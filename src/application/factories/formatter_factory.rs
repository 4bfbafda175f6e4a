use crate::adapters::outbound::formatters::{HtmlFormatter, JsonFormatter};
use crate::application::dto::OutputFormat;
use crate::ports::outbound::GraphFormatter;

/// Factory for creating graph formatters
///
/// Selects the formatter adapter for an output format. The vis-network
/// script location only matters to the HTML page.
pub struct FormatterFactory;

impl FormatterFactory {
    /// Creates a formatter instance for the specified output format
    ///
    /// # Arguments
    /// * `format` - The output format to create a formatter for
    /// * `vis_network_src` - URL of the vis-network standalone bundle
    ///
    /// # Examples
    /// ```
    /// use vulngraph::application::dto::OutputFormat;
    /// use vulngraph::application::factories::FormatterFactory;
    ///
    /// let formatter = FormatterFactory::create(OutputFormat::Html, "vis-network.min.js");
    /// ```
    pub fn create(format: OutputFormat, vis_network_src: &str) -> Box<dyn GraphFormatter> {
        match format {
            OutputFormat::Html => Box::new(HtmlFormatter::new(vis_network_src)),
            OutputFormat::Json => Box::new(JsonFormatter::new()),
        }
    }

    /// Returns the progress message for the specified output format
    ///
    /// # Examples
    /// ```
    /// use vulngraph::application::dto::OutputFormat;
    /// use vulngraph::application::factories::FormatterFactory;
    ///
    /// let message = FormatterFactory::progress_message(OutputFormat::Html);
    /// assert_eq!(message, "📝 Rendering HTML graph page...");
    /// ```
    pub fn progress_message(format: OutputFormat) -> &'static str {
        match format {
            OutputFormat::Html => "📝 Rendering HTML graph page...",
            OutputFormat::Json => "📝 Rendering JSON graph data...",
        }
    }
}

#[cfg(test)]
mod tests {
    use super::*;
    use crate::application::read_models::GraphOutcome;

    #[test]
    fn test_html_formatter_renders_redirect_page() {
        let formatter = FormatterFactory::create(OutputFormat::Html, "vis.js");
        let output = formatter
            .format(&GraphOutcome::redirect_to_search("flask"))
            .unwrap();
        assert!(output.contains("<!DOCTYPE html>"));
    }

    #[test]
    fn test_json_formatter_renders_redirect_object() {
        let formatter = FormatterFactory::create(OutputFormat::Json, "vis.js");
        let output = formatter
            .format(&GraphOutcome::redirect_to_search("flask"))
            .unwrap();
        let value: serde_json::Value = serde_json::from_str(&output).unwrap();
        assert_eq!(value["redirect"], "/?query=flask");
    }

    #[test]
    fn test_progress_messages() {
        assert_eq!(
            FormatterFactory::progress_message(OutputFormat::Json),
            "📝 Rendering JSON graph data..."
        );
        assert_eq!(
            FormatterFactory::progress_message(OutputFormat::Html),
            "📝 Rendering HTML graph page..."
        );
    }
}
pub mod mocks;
* * *
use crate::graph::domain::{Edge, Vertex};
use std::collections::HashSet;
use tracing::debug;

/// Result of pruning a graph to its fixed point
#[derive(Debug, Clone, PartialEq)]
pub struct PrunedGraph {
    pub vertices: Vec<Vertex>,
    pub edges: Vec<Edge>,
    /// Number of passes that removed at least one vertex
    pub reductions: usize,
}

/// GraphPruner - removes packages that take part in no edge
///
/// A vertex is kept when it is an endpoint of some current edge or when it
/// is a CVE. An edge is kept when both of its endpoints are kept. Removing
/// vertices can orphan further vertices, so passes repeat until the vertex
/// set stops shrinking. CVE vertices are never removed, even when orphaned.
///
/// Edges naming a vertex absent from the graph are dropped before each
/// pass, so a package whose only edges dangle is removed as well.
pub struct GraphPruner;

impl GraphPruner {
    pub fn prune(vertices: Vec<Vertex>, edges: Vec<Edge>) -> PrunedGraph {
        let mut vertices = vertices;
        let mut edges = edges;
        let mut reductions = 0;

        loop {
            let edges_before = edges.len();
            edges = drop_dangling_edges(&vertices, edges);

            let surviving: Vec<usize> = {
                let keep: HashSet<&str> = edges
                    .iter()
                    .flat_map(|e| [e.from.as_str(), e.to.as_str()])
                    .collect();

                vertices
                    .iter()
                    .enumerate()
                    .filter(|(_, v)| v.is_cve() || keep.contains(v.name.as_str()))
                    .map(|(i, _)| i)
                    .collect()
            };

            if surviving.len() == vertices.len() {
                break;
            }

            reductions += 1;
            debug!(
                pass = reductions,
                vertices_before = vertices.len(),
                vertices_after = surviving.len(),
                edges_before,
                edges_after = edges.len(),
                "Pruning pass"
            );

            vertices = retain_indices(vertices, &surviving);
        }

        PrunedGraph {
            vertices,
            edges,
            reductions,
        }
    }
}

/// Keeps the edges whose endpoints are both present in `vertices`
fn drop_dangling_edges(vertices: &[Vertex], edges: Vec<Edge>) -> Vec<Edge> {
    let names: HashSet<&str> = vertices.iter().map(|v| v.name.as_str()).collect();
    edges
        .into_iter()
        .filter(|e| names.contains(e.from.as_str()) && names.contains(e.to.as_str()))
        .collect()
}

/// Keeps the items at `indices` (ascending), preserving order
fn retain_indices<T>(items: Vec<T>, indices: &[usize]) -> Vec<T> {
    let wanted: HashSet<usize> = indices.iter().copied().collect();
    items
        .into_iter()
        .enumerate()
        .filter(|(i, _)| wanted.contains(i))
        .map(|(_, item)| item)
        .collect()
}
...
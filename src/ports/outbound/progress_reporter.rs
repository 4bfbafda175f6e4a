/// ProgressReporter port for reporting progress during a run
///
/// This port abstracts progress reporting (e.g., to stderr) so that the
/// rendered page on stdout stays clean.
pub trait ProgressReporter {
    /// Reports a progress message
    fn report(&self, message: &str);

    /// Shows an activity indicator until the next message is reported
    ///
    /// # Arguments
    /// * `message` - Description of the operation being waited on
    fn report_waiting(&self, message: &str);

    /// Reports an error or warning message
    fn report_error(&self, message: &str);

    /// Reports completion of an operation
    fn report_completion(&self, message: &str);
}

_Required work:_
Reproduce every line in the data that has the word "filename" in it.

_Your response:_
filename src/application/factories/formatter_factory.rs
filename src/ports/outbound/progress_reporter.rs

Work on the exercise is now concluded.